Carlo Acutis conversou com um funcionário da limpeza de um hospital por 30 segundos e mudou a vida dele.

Carreguei o Davide sozinho, da mesma forma que os pais carregam os seus fracassos com os filhos. Não estão na superfície da mente, onde se pode examiná-las, mas num lugar mais profundo, onde permanecem quietas, imóveis e sem desaparecer. 8 de Outubro de 2006. Turno da noite de sábado.  Nessa altura, já estava na enfermaria de oncologia pediátrica há cerca de 3 semanas.

Revezamo-nos entre pisos de acordo com um horário, e a oncologia era um dos mais difíceis. Não por alguma dificuldade específica com o trabalho em si, mas sim pelo contexto em que o trabalho estava inserido. Os quartos eram mais silenciosos do que os de outros andares. A família sentada nos corredores emanava uma quietude de qualidade diferente.

Em 23 anos, aprendi a fazer o meu trabalho e a manter o olhar baixo. Não por frieza, mas por respeito. Foram momentos privados e eu não participei neles. Eu estava a descer o corredor em direção ao quarto 307 por volta das 2h da manhã. A porta estava entreaberta.

Diminuí a velocidade do meu carrinho, como sempre faço quando uma porta está aberta, para minimizar o ruído e evitar perturbar. Ao passar, ouvi uma voz vinda do interior, calma, constante, sem pressas. Uma voz jovem. Espreitei pela fresta da porta. Um menino estava sentado na cama. Pálido. Afinar. Ligado a tubos e monitores, mas acordado, inegavelmente acordado e a falar com os seus pais, que estavam sentados de cada lado dele com a quietude cautelosa de pessoas que estão a ouvir algo importante.

Empurrei o meu carrinho e continuei pelo corredor. Não pensei muito nisso . Os doentes acordavam por vezes às 2h da manhã. Não era algo incomum. Terminei o corredor e voltei para trás. Ao passar novamente, a porta do quarto 307 estava um pouco mais aberta. O menino estava a olhar diretamente para mim através da fresta.

Não por acaso. Não se trata do olhar distraído de alguém cujos olhos se desviaram para o movimento. Olhava-me com uma franqueza que me fez parar de empurrar o carrinho. “Com licença.” Ele disse.  A sua voz era suave, mas clara. “Posso falar consigo um instante?” Olhei para os pais dele.

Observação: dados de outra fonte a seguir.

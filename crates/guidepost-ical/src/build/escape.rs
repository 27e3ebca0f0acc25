//! Value escaping (RFC 5545 §3.3.11).

/// Escapes a TEXT value: backslash, semicolon, comma, and newline.
#[must_use]
pub fn escape_text(input: &str) -> String {
    let mut result = String::with_capacity(input.len());

    for c in input.chars() {
        match c {
            '\\' => result.push_str("\\\\"),
            ';' => result.push_str("\\;"),
            ',' => result.push_str("\\,"),
            '\n' => result.push_str("\\n"),
            '\r' => {}
            _ => result.push(c),
        }
    }

    result
}

/// Renders a parameter value, quoting when it contains `:` `;` or `,`.
///
/// Double quotes are not representable inside quoted values (RFC 5545
/// §3.1) and are dropped.
#[must_use]
pub fn escape_param_value(value: &str) -> String {
    let cleaned: String = value.chars().filter(|&c| c != '"').collect();

    if cleaned.contains([':', ';', ',']) {
        format!("\"{cleaned}\"")
    } else {
        cleaned
    }
}
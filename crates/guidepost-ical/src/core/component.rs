//! iCalendar component types (RFC 5545 §3.4–3.6).

use super::Property;

/// Component kind for the subset Guidepost understands.
#[derive(Debug, Clone, Copy, PartialEq, Eq, Hash)]
pub enum ComponentKind {
    /// VCALENDAR wrapper component.
    Calendar,
    /// VEVENT component.
    Event,
    /// VTIMEZONE component (carried through, not interpreted).
    Timezone,
    /// VALARM component (nested within VEVENT).
    Alarm,
    /// Anything else, including X-components.
    Unknown,
}

impl ComponentKind {
    /// Parses a component kind from a string (case-insensitive).
    #[must_use]
    pub fn parse(s: &str) -> Self {
        match s.to_ascii_uppercase().as_str() {
            "VCALENDAR" => Self::Calendar,
            "VEVENT" => Self::Event,
            "VTIMEZONE" => Self::Timezone,
            "VALARM" => Self::Alarm,
            _ => Self::Unknown,
        }
    }
}

/// An iCalendar component: properties plus nested sub-components.
#[derive(Debug, Clone, PartialEq, Eq)]
pub struct Component {
    /// Recognized component type.
    pub kind: ComponentKind,
    /// Original component name (preserved for unknown components).
    pub name: String,
    /// Properties in order of appearance.
    pub properties: Vec<Property>,
    /// Nested sub-components.
    pub children: Vec<Component>,
}

impl Component {
    /// Creates an empty component with the given name.
    #[must_use]
    pub fn named(name: impl Into<String>) -> Self {
        let name = name.into();
        Self {
            kind: ComponentKind::parse(&name),
            name,
            properties: Vec::new(),
            children: Vec::new(),
        }
    }

    /// Creates a VCALENDAR component.
    #[must_use]
    pub fn calendar() -> Self {
        Self::named("VCALENDAR")
    }

    /// Creates a VEVENT component.
    #[must_use]
    pub fn event() -> Self {
        Self::named("VEVENT")
    }

    /// Adds a property to this component.
    pub fn add_property(&mut self, prop: Property) {
        self.properties.push(prop);
    }

    /// Adds a child component.
    pub fn add_child(&mut self, child: Component) {
        self.children.push(child);
    }

    /// Returns the first property with the given name.
    #[must_use]
    pub fn get_property(&self, name: &str) -> Option<&Property> {
        let name_upper = name.to_ascii_uppercase();
        self.properties.iter().find(|p| p.name == name_upper)
    }

    /// Returns the UID property value if present.
    #[must_use]
    pub fn uid(&self) -> Option<&str> {
        self.get_property("UID").map(|p| p.value.as_str())
    }

    /// Returns the SUMMARY property value (unescaped) if present.
    #[must_use]
    pub fn summary(&self) -> Option<String> {
        self.get_property("SUMMARY").map(Property::text_value)
    }

    /// Returns the DESCRIPTION property value (unescaped) if present.
    #[must_use]
    pub fn description(&self) -> Option<String> {
        self.get_property("DESCRIPTION").map(Property::text_value)
    }

    /// Returns the LOCATION property value (unescaped) if present.
    #[must_use]
    pub fn location(&self) -> Option<String> {
        self.get_property("LOCATION").map(Property::text_value)
    }

    /// Returns children of a specific kind.
    #[must_use]
    pub fn children_of_kind(&self, kind: ComponentKind) -> Vec<&Component> {
        self.children.iter().filter(|c| c.kind == kind).collect()
    }

    /// Returns all VEVENT children.
    #[must_use]
    pub fn events(&self) -> Vec<&Component> {
        self.children_of_kind(ComponentKind::Event)
    }
}

/// Top-level iCalendar object: a VCALENDAR component with helpers.
#[derive(Debug, Clone, PartialEq, Eq)]
pub struct ICalendar {
    /// The root VCALENDAR component.
    pub root: Component,
}

impl ICalendar {
    /// Creates an empty iCalendar with the required VERSION and PRODID.
    #[must_use]
    pub fn new(prodid: impl AsRef<str>) -> Self {
        let mut root = Component::calendar();
        root.add_property(Property::text("VERSION", "2.0"));
        root.add_property(Property::text("PRODID", prodid));
        Self { root }
    }

    /// Returns the PRODID value.
    #[must_use]
    pub fn prodid(&self) -> Option<&str> {
        self.root.get_property("PRODID").map(|p| p.value.as_str())
    }

    /// Returns the VERSION value.
    #[must_use]
    pub fn version(&self) -> Option<&str> {
        self.root.get_property("VERSION").map(|p| p.value.as_str())
    }

    /// Adds a VEVENT component.
    pub fn add_event(&mut self, event: Component) {
        self.root.add_child(event);
    }

    /// Returns all VEVENT components.
    #[must_use]
    pub fn events(&self) -> Vec<&Component> {
        self.root.events()
    }
}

Olharam para mim com expressões que não consegui decifrar.

“Claro.” Eu disse. Deixei o meu carrinho no corredor e empurrei a porta ligeiramente entreaberta. O rapaz, que talvez tivesse 15 anos, magro por causa da doença, sem cabelo devido à quimioterapia, tinha os olhos mais extraordinários que eu já tinha visto numa pessoa jovem. Calma. Completamente. Completamente calmo.

A serenidade de alguém que sabe algo e está em paz com esse conhecimento. “Eu sou o Carlo.” Ele disse. “Tenho-te visto a trabalhar neste andar há algumas semanas.” “Enzo.” Eu disse. “Enzo Barbieri.”  ” Senhor Barbieri.” Ele disse. “Queria dizer-te uma coisa antes de ir.” Eu estava parada à porta do quarto dele às 2h da manhã.

Um menino que estava a morrer pediu para falar com a empregada de limpeza noturna. “Tudo bem.” Eu disse.  O Carlo olhou para mim fixamente. “O seu filho sente a sua falta.” Ele disse. “Ele não sabe como voltar.” “Ele está à espera que dês o primeiro passo. Acha que não queres mais notícias dele.”  Uma pausa. “Ele está enganado quanto a isso”.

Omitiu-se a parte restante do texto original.